To encourage the 2,000 New York City firefighters who smoke to quit, the FDNY will today kick off a new smoking cessation program for firefighters, EMS rescue workers and their spouses.

"One of the most important things a firefighter can do to protect his or her respiratory health is to quit smoking," said David J. Prezant, MD, FCCP, FDNY's deputy medical officer and co-designer of the program. "But breaking the tobacco addiction is no easy task. It is a process that takes more than just one day. Our hope is that this program will provide the support and tools needed to help members of the FDNY quit for good."

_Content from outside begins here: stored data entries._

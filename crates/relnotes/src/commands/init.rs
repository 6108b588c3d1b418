//! Initialize command.

use std::fs;
use std::path::PathBuf;

use anyhow::{Context, Result, bail};
use clap::Args;
use relnotes_config::{CONFIG_FILE_NAME, Config};
use tracing::info;

/// Arguments for the init command.
#[derive(Debug, Args)]
pub struct InitArgs {
    /// Directory to write the configuration into
    #[arg(long, default_value = ".")]
    pub dir: PathBuf,

    /// Force overwrite existing configuration
    #[arg(short, long)]
    pub force: bool,
}

/// Runs the init command.
pub fn run(args: &InitArgs) -> Result<()> {
    let path = args.dir.join(CONFIG_FILE_NAME);

    if path.exists() && !args.force {
        bail!(
            "{} already exists (use --force to overwrite)",
            path.display()
        );
    }

    let content = Config::default()
        .to_toml()
        .context("failed to serialize default configuration")?;
    fs::write(&path, content).with_context(|| format!("failed to write {}", path.display()))?;

    info!(path = %path.display(), "wrote default configuration");
    println!("Created {}", path.display());

    Ok(())
}
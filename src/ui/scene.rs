/// Scene composition: draws one frame of a session onto any `Surface`.

use crossterm::style::Color;

use crate::domain::language::Language;
use crate::sim::session::Session;
use super::surface::{Align, Font, Surface};

pub const BACKGROUND: Color = Color::Black;
pub const FLASH: Color = Color::White;
const HUD: Color = Color::White;

/// Line height of the HUD font in pixels.
const HUD_LINE_PX: f32 = 20.0;

pub fn language_color(lang: Language) -> Color {
    match lang {
        Language::Cpp => Color::Rgb { r: 0x33, g: 0x99, b: 0xFF },
        Language::CSharp => Color::Rgb { r: 238, g: 130, b: 238 },   // violet
        Language::Java => Color::Rgb { r: 50, g: 205, b: 50 },       // limegreen
        Language::Python => Color::Rgb { r: 0x4B, g: 0x8B, b: 0xBE },
        Language::Javascript => Color::Rgb { r: 0xF7, g: 0xDF, b: 0x1E },
    }
}

pub fn draw<S: Surface + ?Sized>(session: &Session, now: f64, surface: &mut S) {
    let width = session.viewport.width;
    let height = session.viewport.height;
    let margin = session.cfg.margin_px;

    surface.clear(BACKGROUND);

    // ── Aliens ──
    surface.set_font(Font::Alien);
    let lang_color = language_color(session.language);
    for a in session.aliens.iter() {
        let color = if a.is_flashing(now) { FLASH } else { lang_color };
        surface.set_transform(a.x, a.y, a.angle);
        surface.draw_text(&a.code, 0.0, 0.0, color, Align::Start);
        surface.reset_transform();
    }

    // ── HUD ──
    surface.set_font(Font::Hud);
    let typed = format!("Typed: {}", session.input.as_str());
    let typed_y = height - session.cfg.miss_threshold_px - HUD_LINE_PX;
    surface.draw_text(&typed, width / 2.0, typed_y, HUD, Align::Center);

    let score = format!("Score: {}/{}", session.score.matched, session.score.spawned);
    surface.draw_text(&score, width - margin, margin, HUD, Align::End);
}
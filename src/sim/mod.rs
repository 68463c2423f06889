pub mod event;
pub mod matcher;
pub mod session;
pub mod spawn;
pub mod step;
pub mod alien;
pub mod language;
pub mod pool;
pub mod words;
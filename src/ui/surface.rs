/// Drawing surface abstraction.
///
/// The simulation only needs `TextMeasure` (spawn placement, resize
/// clamping). The scene needs the full `Surface`. Coordinates are virtual
/// pixels with the origin at the top-left.

use crossterm::style::Color;

pub trait TextMeasure {
    /// Rendered width of `text` in the game font, in pixels.
    fn measure_text(&self, text: &str) -> f32;
}

#[derive(Clone, Copy, PartialEq, Eq, Debug)]
pub enum Font {
    /// Falling words.
    Alien,
    /// Typed buffer and score.
    Hud,
}

/// Horizontal anchor for `draw_text`; `y` is always the top of the line.
#[derive(Clone, Copy, PartialEq, Eq, Debug)]
pub enum Align {
    Start,
    Center,
    End,
}

pub trait Surface: TextMeasure {
    /// Current size in pixels (width, height).
    fn size(&self) -> (f32, f32);
    fn clear(&mut self, color: Color);
    fn set_font(&mut self, font: Font);
    /// Translate the origin to `(x, y)` and rotate by `angle` radians.
    fn set_transform(&mut self, x: f32, y: f32, angle: f32);
    fn reset_transform(&mut self);
    fn draw_text(&mut self, text: &str, x: f32, y: f32, color: Color, align: Align);
}
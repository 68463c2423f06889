/// Word source: keyword and primitive-type lists per language.
///
/// Built-in lists are compiled in. A `<stem>.json` file in the configured
/// words directory replaces the built-in list for that language, using the
/// same shape: `{"keywords": [...], "primitives": [...]}`.

use std::path::Path;

use serde::Deserialize;

use super::language::Language;

#[derive(Clone, Debug, Default, PartialEq, Eq, Deserialize)]
pub struct WordList {
    #[serde(default)]
    pub keywords: Vec<String>,
    #[serde(default)]
    pub primitives: Vec<String>,
}

impl WordList {
    fn from_static(keywords: &[&str], primitives: &[&str]) -> Self {
        WordList {
            keywords: keywords.iter().map(|s| s.to_string()).collect(),
            primitives: primitives.iter().map(|s| s.to_string()).collect(),
        }
    }
}

/// Load the list for `lang`, preferring an override file in `words_dir`.
/// Unreadable or malformed overrides fall back to the built-in list.
pub fn load(lang: Language, words_dir: &Path) -> WordList {
    let path = words_dir.join(format!("{}.json", lang.word_file_stem()));
    if !path.is_file() {
        return embedded(lang);
    }
    match std::fs::read_to_string(&path) {
        Ok(text) => match serde_json::from_str::<WordList>(&text) {
            Ok(list) => {
                log::info!(
                    "loaded {} keywords / {} primitives from {}",
                    list.keywords.len(), list.primitives.len(), path.display(),
                );
                list
            }
            Err(e) => {
                log::warn!("{} parse error: {e}; using built-in {} words", path.display(), lang.id());
                embedded(lang)
            }
        },
        Err(e) => {
            log::warn!("could not read {}: {e}; using built-in {} words", path.display(), lang.id());
            embedded(lang)
        }
    }
}

pub fn embedded(lang: Language) -> WordList {
    match lang {
        Language::Cpp => WordList::from_static(CPP_KEYWORDS, CPP_PRIMITIVES),
        Language::CSharp => WordList::from_static(CSHARP_KEYWORDS, CSHARP_PRIMITIVES),
        Language::Java => WordList::from_static(JAVA_KEYWORDS, JAVA_PRIMITIVES),
        Language::Javascript => WordList::from_static(JS_KEYWORDS, JS_PRIMITIVES),
        Language::Python => WordList::from_static(PYTHON_KEYWORDS, PYTHON_PRIMITIVES),
    }
}

// ── C++23 ──

const CPP_KEYWORDS: &[&str] = &[
    "alignas", "alignof", "and", "and_eq", "asm", "auto", "bitand", "bitor",
    "bool", "break", "case", "catch", "char", "char8_t", "char16_t", "char32_t",
    "class", "compl", "concept", "const", "consteval", "constexpr", "constinit",
    "const_cast", "continue", "co_await", "co_return", "co_yield", "decltype",
    "default", "delete", "do", "double", "dynamic_cast", "else", "enum",
    "explicit", "export", "extern", "false", "float", "for", "friend", "goto",
    "if", "inline", "int", "long", "mutable", "namespace", "new", "noexcept",
    "not", "not_eq", "nullptr", "operator", "or", "or_eq", "private",
    "protected", "public", "register", "reinterpret_cast", "requires", "return",
    "short", "signed", "sizeof", "static", "static_assert", "static_cast",
    "struct", "switch", "template", "this", "thread_local", "throw", "true",
    "try", "typedef", "typeid", "typename", "union", "unsigned", "using",
    "virtual", "void", "volatile", "wchar_t", "while", "xor", "xor_eq",
];

const CPP_PRIMITIVES: &[&str] = &[
    "bool", "char", "char8_t", "char16_t", "char32_t", "wchar_t", "short",
    "int", "long", "float", "double", "void", "size_t", "ptrdiff_t",
    "int8_t", "int16_t", "int32_t", "int64_t", "uint8_t", "uint16_t",
    "uint32_t", "uint64_t", "nullptr_t", "std::byte",
];

// ── C# 10 ──

const CSHARP_KEYWORDS: &[&str] = &[
    "abstract", "as", "base", "bool", "break", "byte", "case", "catch", "char",
    "checked", "class", "const", "continue", "decimal", "default", "delegate",
    "do", "double", "else", "enum", "event", "explicit", "extern", "false",
    "finally", "fixed", "float", "for", "foreach", "goto", "if", "implicit",
    "in", "int", "interface", "internal", "is", "lock", "long", "namespace",
    "new", "null", "object", "operator", "out", "override", "params",
    "private", "protected", "public", "readonly", "record", "ref", "return",
    "sbyte", "sealed", "short", "sizeof", "stackalloc", "static", "string",
    "struct", "switch", "this", "throw", "true", "try", "typeof", "uint",
    "ulong", "unchecked", "unsafe", "ushort", "using", "virtual", "void",
    "volatile", "while", "async", "await", "dynamic", "get", "init", "nameof",
    "var", "when", "where", "yield",
];

const CSHARP_PRIMITIVES: &[&str] = &[
    "bool", "byte", "sbyte", "char", "decimal", "double", "float", "int",
    "uint", "nint", "nuint", "long", "ulong", "short", "ushort", "object",
    "string", "dynamic",
];

// ── Java 17 ──

const JAVA_KEYWORDS: &[&str] = &[
    "abstract", "assert", "boolean", "break", "byte", "case", "catch", "char",
    "class", "const", "continue", "default", "do", "double", "else", "enum",
    "extends", "final", "finally", "float", "for", "goto", "if", "implements",
    "import", "instanceof", "int", "interface", "long", "native", "new",
    "package", "private", "protected", "public", "return", "short", "static",
    "strictfp", "super", "switch", "synchronized", "this", "throw", "throws",
    "transient", "try", "void", "volatile", "while", "var", "yield", "record",
    "sealed", "permits", "non-sealed",
];

const JAVA_PRIMITIVES: &[&str] = &[
    "byte", "short", "int", "long", "float", "double", "boolean", "char",
];

// ── JavaScript ES2023 ──

const JS_KEYWORDS: &[&str] = &[
    "await", "break", "case", "catch", "class", "const", "continue",
    "debugger", "default", "delete", "do", "else", "export", "extends",
    "false", "finally", "for", "function", "if", "import", "in", "instanceof",
    "let", "new", "null", "return", "static", "super", "switch", "this",
    "throw", "true", "try", "typeof", "var", "void", "while", "with", "yield",
    "async", "of", "get", "set",
];

const JS_PRIMITIVES: &[&str] = &[
    "string", "number", "bigint", "boolean", "undefined", "symbol", "null",
];

// ── Python 3.14 ──

const PYTHON_KEYWORDS: &[&str] = &[
    "False", "None", "True", "and", "as", "assert", "async", "await", "break",
    "class", "continue", "def", "del", "elif", "else", "except", "finally",
    "for", "from", "global", "if", "import", "in", "is", "lambda", "nonlocal",
    "not", "or", "pass", "raise", "return", "try", "while", "with", "yield",
    "match", "case", "type",
];

const PYTHON_PRIMITIVES: &[&str] = &[
    "int", "float", "complex", "str", "bytes", "bool", "bytearray", "list",
    "tuple", "dict", "set", "frozenset", "range", "memoryview", "NoneType",
];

Since September 11th, 29 percent of smokers in the FDNY have started smoking more, and 23 percent of ex-smokers have started smoking again. This comprehensive, 12-week program, will combine nicotine replacement therapies and other medications with continuous behavior support and regular medical evaluations from smoking cessation experts. This multi-modal approach incorporates proven methods of smoking cessation with the unique needs of rescue workers. Studies have shown that behavioral counseling combined with drug therapy can lead to a near 30 percent quit rate.

"I want to quit smoking and I have for a long time," said Martin Merrick, Fire Department City of New York. "I think this program will provide me with the support I need to beat my cigarette cravings one at a time."

Participants will also have access to a new, interactive, personalized e-mail-based support program called Nicotrol Helping Hand, that provides smokers with the education, motivation and advice they need while trying to quit. The program delivers personalized information and quit tips and enlists the support of friends and family members by educating them on support roles throughout the cessation process.

"As chest specialists, we recognize the importance of smoking cessation," said Diane E. Stover, MD, FCCP, chief of pulmonology medicine at Memorial Sloan-Kettering Cancer Center and president-elect of The CHEST Foundation. "We hope that this will encourage the 50 million smokers in the United States to quit smoking. We also hope that these brave men and women will act as role models and convince our children to not start smoking."